# Task item
Start with the first line of the data and end with the line that holds "pub mod transcript;"; write out each one exactly.

Saved entries
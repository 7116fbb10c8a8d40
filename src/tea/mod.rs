//! The Elm Architecture (TEA) implementation for the shell front end.
//!
//! This module provides a clean separation of concerns:
//! - `Model`: Pure front-end state (input line, transcript copy, scroll)
//! - `Message`: Inputs to the update function
//! - `Command`: Outputs (side effects) from the update function
//! - `update`: Pure function that transforms state

pub mod command;
pub mod message;
pub mod model;
pub mod update;

pub use command::Command;
pub use message::Message;
pub use model::Model;
pub use update::update;
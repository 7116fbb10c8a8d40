//! The in-page command shell: registry, dispatcher, elevation and stdin.

pub mod commands;
pub mod dispatcher;
pub mod elevation;
pub mod registry;
pub mod stdin;
pub mod transcript;

pub use commands::builtin_registry;
pub use dispatcher::{InputMode, SessionState, Shell, INTERRUPT_MARKER};
pub use elevation::ElevationContext;
pub use registry::{CommandContext, CommandDescriptor, Handler, HandlerFuture, Registry};
pub use stdin::Stdin;
pub use transcript::{Line, LineKind, Transcript};
//! Shared utility functions.

use std::path::{Path, PathBuf};

use tokio::task::spawn_blocking;

use crate::{Error, Result};

pub async fn blocking<F, T>(f: F) -> Result<T>
where
    F: FnOnce() -> Result<T> + Send + 'static,
    T: Send + 'static,
{
    spawn_blocking(f)
        .await
        .map_err(|e| Error::TaskJoin(e.to_string()))?
}

/// A file chosen by the user, read fully into memory.
#[derive(Debug, Clone, PartialEq, Eq)]
pub struct PickedFile {
    pub file_name: String,
    pub bytes: Vec<u8>,
}

/// Read the file at `path` off the async runtime.
pub async fn pick_file(path: impl Into<PathBuf>) -> Result<PickedFile> {
    let path = expand_tilde(&path.into());
    blocking(move || {
        if !path.is_file() {
            return Err(Error::Validation(format!(
                "{} is not a file",
                path.display()
            )));
        }
        let bytes = std::fs::read(&path)?;
        let file_name = path
            .file_name()
            .map(|n| n.to_string_lossy().into_owned())
            .unwrap_or_else(|| "content.md".to_string());
        Ok(PickedFile { file_name, bytes })
    })
    .await
}

fn expand_tilde(path: &Path) -> PathBuf {
    if let Ok(rest) = path.strip_prefix("~") {
        if let Some(home) = dirs::home_dir() {
            return home.join(rest);
        }
    }
    path.to_path_buf()
}
//! Interactive stdin channel: lets a running handler ask for one more line.
//!
//! At most one read is outstanding. The dispatcher routes the next typed line
//! to whoever is waiting, so handlers never see input meant for the shell.

use std::sync::{Arc, Mutex, MutexGuard, PoisonError};

use tokio::sync::oneshot;

use crate::{flog_debug, Error, Result};

struct PendingRead {
    prompt: String,
    tx: oneshot::Sender<String>,
}

#[derive(Clone, Default)]
pub struct Stdin {
    slot: Arc<Mutex<Option<PendingRead>>>,
}

impl Stdin {
    pub fn new() -> Self {
        Self::default()
    }

    fn lock(&self) -> MutexGuard<'_, Option<PendingRead>> {
        self.slot.lock().unwrap_or_else(PoisonError::into_inner)
    }

    /// Suspend until the user types a line. `prompt` labels the input field.
    ///
    /// Fails with [`Error::StdinBusy`] if a read is already pending, and with
    /// [`Error::Interrupted`] if the read is abandoned.
    pub async fn request_line(&self, prompt: impl Into<String>) -> Result<String> {
        let rx = {
            let mut slot = self.lock();
            if slot.as_ref().is_some_and(|p| !p.tx.is_closed()) {
                return Err(Error::StdinBusy);
            }
            let (tx, rx) = oneshot::channel();
            let prompt = prompt.into();
            flog_debug!("stdin: requesting line prompt={:?}", prompt);
            *slot = Some(PendingRead { prompt, tx });
            rx
        };
        rx.await.map_err(|_| Error::Interrupted)
    }

    /// True while a handler is suspended in [`Stdin::request_line`].
    pub fn is_waiting(&self) -> bool {
        self.lock().as_ref().is_some_and(|p| !p.tx.is_closed())
    }

    pub fn pending_prompt(&self) -> Option<String> {
        self.lock()
            .as_ref()
            .filter(|p| !p.tx.is_closed())
            .map(|p| p.prompt.clone())
    }

    /// Hand `line` to the waiting reader. Returns false if nobody was waiting.
    pub(crate) fn deliver(&self, line: String) -> bool {
        match self.lock().take() {
            Some(pending) => pending.tx.send(line).is_ok(),
            None => false,
        }
    }

    /// Drop the pending read, if any. Its reader resolves to `Interrupted`.
    pub(crate) fn abandon(&self) -> bool {
        self.lock().take().is_some()
    }
}
//! Commands for the TEA (The Elm Architecture) pattern.
//!
//! Commands are outputs from the update function - they represent side effects
//! to be executed by the runtime.

/// Output commands from the update function.
#[derive(Debug, Clone, PartialEq, Eq)]
pub enum Command {
    /// Hand a typed line to the shell.
    Submit { line: String },

    /// Ctrl+C: cancel whatever the shell is waiting on.
    Interrupt,

    // App lifecycle
    Quit,
}
//! Terminal UI rendering for the folio shell.
//!
//! Layout, top to bottom:
//! - Transcript viewport, colored by line kind, scrolled from the bottom
//! - Separator
//! - Input line with the mode-specific label
//! - Keymap for the current mode
//!
//! This module renders from RenderState (immutable snapshot) - it never
//! mutates application state. This enables the decoupled game loop.

use ansi_to_tui::IntoText;
use ratatui::{
    layout::{Constraint, Layout, Rect},
    style::{Color, Modifier, Style},
    text::{Line, Span},
    widgets::Paragraph,
    Frame,
};

use crate::render::RenderState;
use crate::shell::{InputMode, Line as ShellLine, LineKind};

// Color tokens
const COLOR_TEXT_DIMMED: Color = Color::Gray;
const COLOR_TEXT_MUTED: Color = Color::DarkGray;
const COLOR_SEPARATOR: Color = Color::White;

const COLOR_COMMAND: Color = Color::Cyan;
const COLOR_ERROR: Color = Color::Red;
const COLOR_SUCCESS: Color = Color::Green;
const COLOR_SECRET: Color = Color::Yellow;

/// Which keymap the bottom line shows.
#[derive(Debug, Clone, Copy, PartialEq, Eq)]
pub enum KeymapContext {
    Command,
    Secret,
    Answer,
    Busy,
}

impl KeymapContext {
    /// Derive keymap context from render state.
    pub fn from_render_state(state: &RenderState) -> Self {
        match state.mode {
            InputMode::Command => KeymapContext::Command,
            InputMode::Secret => KeymapContext::Secret,
            InputMode::Answer { .. } => KeymapContext::Answer,
            InputMode::Busy => KeymapContext::Busy,
        }
    }
}

/// A single keybinding entry for display.
struct Keybinding(&'static str, &'static str);

/// A group of related keybindings (separated by │).
struct KeybindingGroup(Vec<Keybinding>);

/// Get keybindings for a given context.
fn keybindings_for_context(ctx: KeymapContext) -> Vec<KeybindingGroup> {
    let scroll = KeybindingGroup(vec![Keybinding("PgUp/PgDn", "scroll")]);
    match ctx {
        KeymapContext::Command => vec![
            KeybindingGroup(vec![
                Keybinding("Enter", "run"),
                Keybinding("Ctrl+C", "interrupt"),
            ]),
            scroll,
            KeybindingGroup(vec![Keybinding("Esc", "quit")]),
        ],
        KeymapContext::Secret => vec![KeybindingGroup(vec![
            Keybinding("Enter", "verify"),
            Keybinding("Ctrl+C", "abort"),
        ])],
        KeymapContext::Answer => vec![
            KeybindingGroup(vec![
                Keybinding("Enter", "answer"),
                Keybinding("Ctrl+C", "abort"),
            ]),
            scroll,
        ],
        KeymapContext::Busy => vec![
            KeybindingGroup(vec![Keybinding("Ctrl+C", "interrupt")]),
            scroll,
        ],
    }
}

/// Main render function - entry point for all UI drawing.
/// Takes an immutable RenderState snapshot.
pub fn draw(frame: &mut Frame, state: &RenderState) {
    let area = frame.area();

    if area.height < 3 {
        frame.render_widget(Paragraph::new(render_input_line(state)), area);
        return;
    }

    let chunks = Layout::vertical([
        Constraint::Fill(1),
        Constraint::Length(1),
        Constraint::Length(1),
        Constraint::Length(1),
    ])
    .split(area);

    render_transcript(frame, state, chunks[0]);
    render_separator(frame, chunks[1]);
    frame.render_widget(Paragraph::new(render_input_line(state)), chunks[2]);
    frame.render_widget(Paragraph::new(render_keymap_line(state)), chunks[3]);
}

/// Render the transcript, bottom-aligned and offset by the scroll position.
fn render_transcript(frame: &mut Frame, state: &RenderState, area: Rect) {
    let lines = transcript_lines(&state.lines);

    let visible = area.height as usize;
    let end = lines.len().saturating_sub(state.scroll);
    let start = end.saturating_sub(visible);
    let lines: Vec<Line> = lines.into_iter().skip(start).take(end - start).collect();

    frame.render_widget(Paragraph::new(lines), area);
}

/// Styled terminal lines for the transcript. Raw lines keep their ANSI colors
/// and may span several terminal lines.
fn transcript_lines(lines: &[ShellLine]) -> Vec<Line<'static>> {
    let mut out = Vec::with_capacity(lines.len());
    for line in lines {
        match line.kind {
            LineKind::Raw => match line.text.into_text() {
                Ok(text) => out.extend(text.lines),
                Err(_) => out.push(Line::raw(line.text.clone())),
            },
            LineKind::EchoedCommand => out.push(Line::from(vec![
                Span::styled("$ ", Style::default().fg(COLOR_TEXT_MUTED)),
                Span::styled(line.text.clone(), Style::default().fg(COLOR_COMMAND)),
            ])),
            LineKind::Answer => out.push(Line::from(vec![
                Span::styled("> ", Style::default().fg(COLOR_TEXT_MUTED)),
                Span::raw(line.text.clone()),
            ])),
            LineKind::Info => out.push(Line::styled(
                line.text.clone(),
                Style::default().fg(COLOR_TEXT_DIMMED),
            )),
            LineKind::Error => out.push(Line::styled(
                line.text.clone(),
                Style::default().fg(COLOR_ERROR),
            )),
            LineKind::Success => out.push(Line::styled(
                line.text.clone(),
                Style::default().fg(COLOR_SUCCESS),
            )),
        }
    }
    out
}

/// Render the separator - solid divider line between transcript and input.
fn render_separator(frame: &mut Frame, area: Rect) {
    let solid = "─".repeat(area.width as usize);
    let line = Line::from(Span::styled(solid, Style::default().fg(COLOR_SEPARATOR)));
    frame.render_widget(Paragraph::new(line), area);
}

/// Render the input field with its label and cursor.
fn render_input_line(state: &RenderState) -> Line<'static> {
    let label_style = match state.mode {
        InputMode::Secret => Style::default().fg(COLOR_SECRET),
        InputMode::Busy => Style::default().fg(COLOR_TEXT_MUTED),
        _ => Style::default().fg(Color::Reset),
    };
    let input_style = Style::default().fg(Color::White);
    let cursor_style = Style::default()
        .fg(Color::White)
        .add_modifier(Modifier::SLOW_BLINK);

    let mut spans = vec![
        Span::styled(format!("{} ", state.prompt), label_style),
        Span::styled(state.input.clone(), input_style),
    ];
    if state.mode != InputMode::Busy {
        spans.push(Span::styled("_", cursor_style));
    }
    Line::from(spans)
}

/// Render keybindings legend for the bottom line.
fn render_keymap_line(state: &RenderState) -> Line<'static> {
    let ctx = KeymapContext::from_render_state(state);
    let groups = keybindings_for_context(ctx);

    let key_style = Style::default().fg(COLOR_TEXT_DIMMED);
    let desc_style = Style::default().fg(COLOR_TEXT_MUTED);
    let sep_style = Style::default().fg(COLOR_TEXT_MUTED);

    let mut spans: Vec<Span> = Vec::new();
    for group in groups.iter() {
        if group.0.is_empty() {
            continue;
        }
        if !spans.is_empty() {
            spans.push(Span::styled(" │ ", sep_style));
        }
        for (key_idx, keybinding) in group.0.iter().enumerate() {
            if key_idx > 0 {
                spans.push(Span::styled(" • ", sep_style));
            }
            spans.push(Span::styled(keybinding.0, key_style));
            spans.push(Span::styled(format!(" {}", keybinding.1), desc_style));
        }
    }

    if state.scroll > 0 {
        spans.push(Span::styled(format!("  [-{}]", state.scroll), desc_style));
    }

    Line::from(spans)
}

# Answer to the exercise
repository 7116fbb10c8a8d40
filename src/tea/mod.rs
//! The Elm Architecture (TEA) implementation for the shell front end.
//!
//! This module provides a clean separation of concerns:
//! - `Model`: Pure front-end state (input line, transcript copy, scroll)
//! - `Message`: Inputs to the update function
//! - `Command`: Outputs (side effects) from the update function
//! - `update`: Pure function that transforms state

pub mod command;
pub mod message;
pub mod model;
pub mod update;

pub use command::Command;
pub use message::Message;
pub use model::Model;
pub use update::update;
repository 7116fbb10c8a8d40
//! The in-page command shell: registry, dispatcher, elevation and stdin.

pub mod commands;
pub mod dispatcher;
pub mod elevation;
pub mod registry;
pub mod stdin;
pub mod transcript;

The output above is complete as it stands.